Shameless Shein

Submitted by bbennett on
Remy Gieling

Since the pandemic, online retail sales have increased significantly. Fast, cheap, and trendy fashion has progressively become more popular too.  

One online retailer has caught a lot of consumers' attention: Shein. A simple search on TikTok shows that the hashtag “#shein” has 10.4 billion views.  But what attracts consumers to Shein? The prices. Shein sells items like $5 dresses and $10 coats and is one of the cheapest online retailers. Yet, despite the low price of trendy styles, comes at a price: Shein is accused of harming the environment, exploiting workers, and poisoning its consumers with toxic chemicals.  

What is Fast Fashion?   

Fast fashion is a relatively new concept in the industry that causes harm to the planet and exploits workers. Fast fashion delivers the newest trends and styles to consumers as quickly as possible. The fashion industry is the 2nd largest polluting industry in the world and fast fashion is making the problem worse.  

Shein is one of the fastest growing fast fashion companies and is producing 700-1000 new products daily. Shein pushes out designs much faster than any other retailer and the company's business model is raising red flags around its impact on workers, consumers, and the environment.

"While fast fashion places like H&M and Zara introduce new pieces by tracking trends and going through a 3-week process to come out with new designs, Shein is able to use real-time data to cut this process to 5–7 days."

Is Shein Selling Toxic Chemicals and Labor Abuses? 

Shein’s products have been tested for toxic chemicals and metals and found to contain phthalates, PFAS, and lead - all of which can harm human health and the environment. 

There is no evidence that Shein is taking any action to protect consumers or workers from toxic substances. Shein received the lowest rating on Green America's Toxic Textiles scorecard for the company’s failure to adopt a (Restricted Substances List (RSL) to protect consumers, a Manufacturer’s Restricted Substances List (MRSL) to protect workers, or a commitment to eliminate any class of toxic chemicals.  

Recently, Health Canada recalled a children's jacket sold by Shein that contains nearly 20 times the amount of allowable lead in children's products. Researcher Miriam Diamond (an environmental chemist) describes the jacket as “evil.”  Miriam Diamond was right; the jacket is very evil. Not just evil to the consumers but to the workers. Imagine the workers for Shein who are exposed to higher levels of chemicals and other harmful substances than the average customer and what that long-term exposure is doing to their health.  

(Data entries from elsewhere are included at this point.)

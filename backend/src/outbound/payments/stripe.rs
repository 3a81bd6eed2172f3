//! Reqwest-backed Stripe adapter for the payment gateway port.
//!
//! Only payment intent creation is modelled: a form-encoded POST to
//! `/v1/payment_intents` authenticated with the secret key as a bearer token.

use std::time::Duration;

use async_trait::async_trait;
use reqwest::{Client, StatusCode, Url};
use tracing::{debug, warn};
use zeroize::Zeroizing;

use super::dto::{PaymentIntentDto, StripeErrorEnvelopeDto};
use crate::domain::ports::{PaymentGateway, PaymentGatewayError};
use crate::domain::{ClientSecret, Currency, PaymentAmount};

/// Production Stripe API root.
pub const DEFAULT_STRIPE_BASE_URL: &str = "https://api.stripe.com/";

/// Payment gateway calling the Stripe REST API.
pub struct StripePaymentGateway {
    client: Client,
    endpoint: Url,
    secret_key: Zeroizing<String>,
}

impl StripePaymentGateway {
    /// Build an adapter against `base_url` with a per-request timeout.
    ///
    /// # Errors
    ///
    /// Fails when the base URL cannot be joined or the client cannot be built.
    pub fn new(
        base_url: &Url,
        secret_key: impl Into<String>,
        timeout: Duration,
    ) -> Result<Self, PaymentGatewayError> {
        let endpoint = base_url
            .join("v1/payment_intents")
            .map_err(|err| PaymentGatewayError::transport(format!("invalid base url: {err}")))?;
        let client = Client::builder()
            .timeout(timeout)
            .build()
            .map_err(|err| PaymentGatewayError::transport(err.to_string()))?;
        Ok(Self {
            client,
            endpoint,
            secret_key: Zeroizing::new(secret_key.into()),
        })
    }
}

#[async_trait]
impl PaymentGateway for StripePaymentGateway {
    async fn create_intent(
        &self,
        amount: PaymentAmount,
        currency: Currency,
    ) -> Result<ClientSecret, PaymentGatewayError> {
        let response = self
            .client
            .post(self.endpoint.clone())
            .bearer_auth(self.secret_key.as_str())
            .header(reqwest::header::ACCEPT, "application/json")
            .form(&intent_form(amount, currency))
            .send()
            .await
            .map_err(map_transport_error)?;

        let status = response.status();
        let body = response.bytes().await.map_err(map_transport_error)?;
        if !status.is_success() {
            let error = map_status_error(status, body.as_ref());
            warn!(status = status.as_u16(), %error, "payment intent rejected");
            return Err(error);
        }
        parse_client_secret(body.as_ref())
    }
}

fn intent_form(amount: PaymentAmount, currency: Currency) -> Vec<(&'static str, String)> {
    vec![
        ("amount", amount.minor_units().to_string()),
        ("currency", currency.code().to_owned()),
        ("payment_method_types[]", "card".to_owned()),
    ]
}

fn parse_client_secret(body: &[u8]) -> Result<ClientSecret, PaymentGatewayError> {
    let intent: PaymentIntentDto = serde_json::from_slice(body).map_err(|error| {
        PaymentGatewayError::decode(format!("invalid payment intent JSON: {error}"))
    })?;
    let secret = intent
        .client_secret
        .filter(|secret| !secret.is_empty())
        .ok_or_else(|| PaymentGatewayError::decode("payment intent has no client_secret"))?;
    debug!(intent_id = intent.id.as_deref().unwrap_or("unknown"), "payment intent created");
    Ok(ClientSecret::new(secret))
}

fn map_transport_error(error: reqwest::Error) -> PaymentGatewayError {
    PaymentGatewayError::transport(error.to_string())
}

fn map_status_error(status: StatusCode, body: &[u8]) -> PaymentGatewayError {
    let message = serde_json::from_slice::<StripeErrorEnvelopeDto>(body)
        .ok()
        .and_then(|envelope| {
            let kind = envelope.error.kind.unwrap_or_default();
            envelope
                .error
                .message
                .map(|message| format!("{kind}: {message}"))
        })
        .unwrap_or_else(|| format!("status {}", status.as_u16()));
    PaymentGatewayError::rejected(status.as_u16(), message)
}
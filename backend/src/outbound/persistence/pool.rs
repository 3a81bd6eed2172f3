//! bb8 pool of diesel-async PostgreSQL connections.

use std::time::Duration;

use diesel_async::AsyncPgConnection;
use diesel_async::pooled_connection::AsyncDieselConnectionManager;
use diesel_async::pooled_connection::bb8::{Pool, PooledConnection};

/// Pool construction and checkout failures.
#[derive(Debug, Clone, PartialEq, Eq, thiserror::Error)]
pub enum PoolError {
    #[error("failed to get connection from pool: {message}")]
    Checkout { message: String },
    #[error("failed to build connection pool: {message}")]
    Build { message: String },
}

impl PoolError {
    pub fn checkout(message: impl Into<String>) -> Self {
        Self::Checkout {
            message: message.into(),
        }
    }

    pub fn build(message: impl Into<String>) -> Self {
        Self::Build {
            message: message.into(),
        }
    }
}

/// Pool sizing and timeouts.
///
/// Defaults: 10 connections, none kept idle, 5 second checkout timeout.
/// Checkout timeouts surface as `503 service_unavailable`.
#[derive(Debug, Clone, PartialEq, Eq)]
pub struct PoolConfig {
    database_url: String,
    max_size: u32,
    min_idle: Option<u32>,
    connection_timeout: Duration,
}

impl PoolConfig {
    pub fn new(database_url: impl Into<String>) -> Self {
        Self {
            database_url: database_url.into(),
            max_size: 10,
            min_idle: None,
            connection_timeout: Duration::from_secs(5),
        }
    }

    pub fn with_max_size(mut self, max_size: u32) -> Self {
        self.max_size = max_size.max(1);
        self
    }

    pub fn with_min_idle(mut self, min_idle: Option<u32>) -> Self {
        self.min_idle = min_idle;
        self
    }

    pub fn with_connection_timeout(mut self, timeout: Duration) -> Self {
        self.connection_timeout = timeout;
        self
    }

    pub fn database_url(&self) -> &str {
        &self.database_url
    }

    pub fn max_size(&self) -> u32 {
        self.max_size
    }
}

/// Shared async connection pool. Cheap to clone.
#[derive(Clone)]
pub struct DbPool {
    inner: Pool<AsyncPgConnection>,
}

impl DbPool {
    /// Build the pool. Connections are opened lazily unless `min_idle` is set.
    pub async fn new(config: PoolConfig) -> Result<Self, PoolError> {
        let manager = AsyncDieselConnectionManager::<AsyncPgConnection>::new(&config.database_url);
        let inner = Pool::builder()
            .max_size(config.max_size)
            .min_idle(config.min_idle)
            .connection_timeout(config.connection_timeout)
            .build(manager)
            .await
            .map_err(|err| PoolError::build(err.to_string()))?;
        Ok(Self { inner })
    }

    /// Check out a connection, waiting up to the configured timeout.
    pub async fn get(&self) -> Result<PooledConnection<'_, AsyncPgConnection>, PoolError> {
        self.inner
            .get()
            .await
            .map_err(|err| PoolError::checkout(err.to_string()))
    }
}
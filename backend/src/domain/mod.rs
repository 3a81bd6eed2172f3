//! Domain primitives, services, and ports.
//!
//! Types here are transport agnostic: HTTP and persistence details live in
//! the inbound and outbound adapters.

pub mod auth;
pub mod booking;
pub mod class_listing;
pub mod enrollment;
pub mod error;
pub mod payment;
pub mod ports;
pub mod trace_id;
pub mod user;

pub use self::auth::{AccessClaims, AccessToken, TokenError, TokenIssuer};
pub use self::booking::{Booking, BookingId, BookingStatus, PaymentRecord};
pub use self::class_listing::{
    ClassEdit, ClassId, ClassListing, ClassStatus, ClassValidationError, MAX_PRICE_CENTS,
    MAX_SEAT_CAPACITY, NewClassListing, StatusChange, price_cents_from, seat_capacity_from,
};
pub use self::enrollment::{EnrollmentOutcome, EnrollmentPolicy, EnrollmentService};
pub use self::error::{Error, ErrorCode, ErrorValidationError, TRACE_ID_HEADER};
pub use self::payment::{ClientSecret, Currency, PaymentAmount, PaymentAmountError};
pub use self::trace_id::TraceId;
pub use self::user::{Email, User, UserRole, UserUpsert, UserValidationError};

Lead exposure over time can negatively impact your body and overall health. Exposure to high levels of lead can cause:   

  • Anemia  
  • Weakness   
  • Brain damage   
  • Abdominal pain   
  • Forgetfulness   
  • Nausea 

"I know it looks cute, but this is actually evil. The levels of lead in this trench coat are 20 times higher than the allowable limit for kids' jewelry. The allowable limit was put in place to safeguard kids' health," she told the crew on location in her laboratory in September." - MD  

The jacket is not the only case of Shein selling dangerous products. A woman’s story recently went viral after purchasing nail products from Shein and having to go to the emergency room. Sara Holcomb, a comedian in Chicago, Illinois alleges that the product caused numbness that spread from her hand to her elbow. Her most recent video described how doctors told her she had chemical poisoning, and she notes that “Shein needs to be held accountable.” She is correct.  

Shein is also accused of putting its workers at risk and creating horrible labor conditions. A recent undercover report by the U.K.’s Channel 4 found workers were working 18-hour days for very low pay, with only one day off per month, and were penalized 2/3 of their daily pay if they made a mistake on one item.  

Shein's global head of ESG, Adam Whinston, recently spoke at a sustainability summit touting the company’s business model as “transformative”. However, the company seems to do little to address the concerns of high levels of toxic chemicals found in its products that affect workers and consumers alike, nor addressing poor labor conditions overall.   

What You Can Do 

Skip toxic fast fashion, and instead check out:  

Green America recommends that consumers avoid Shein’s products and purchase used clothing to save money, resources, and our health instead of fast fashion.   

And tell people you know – friends and family – about the harm caused by fast fashion companies like Shein and encourage them to seek out green alternatives as well.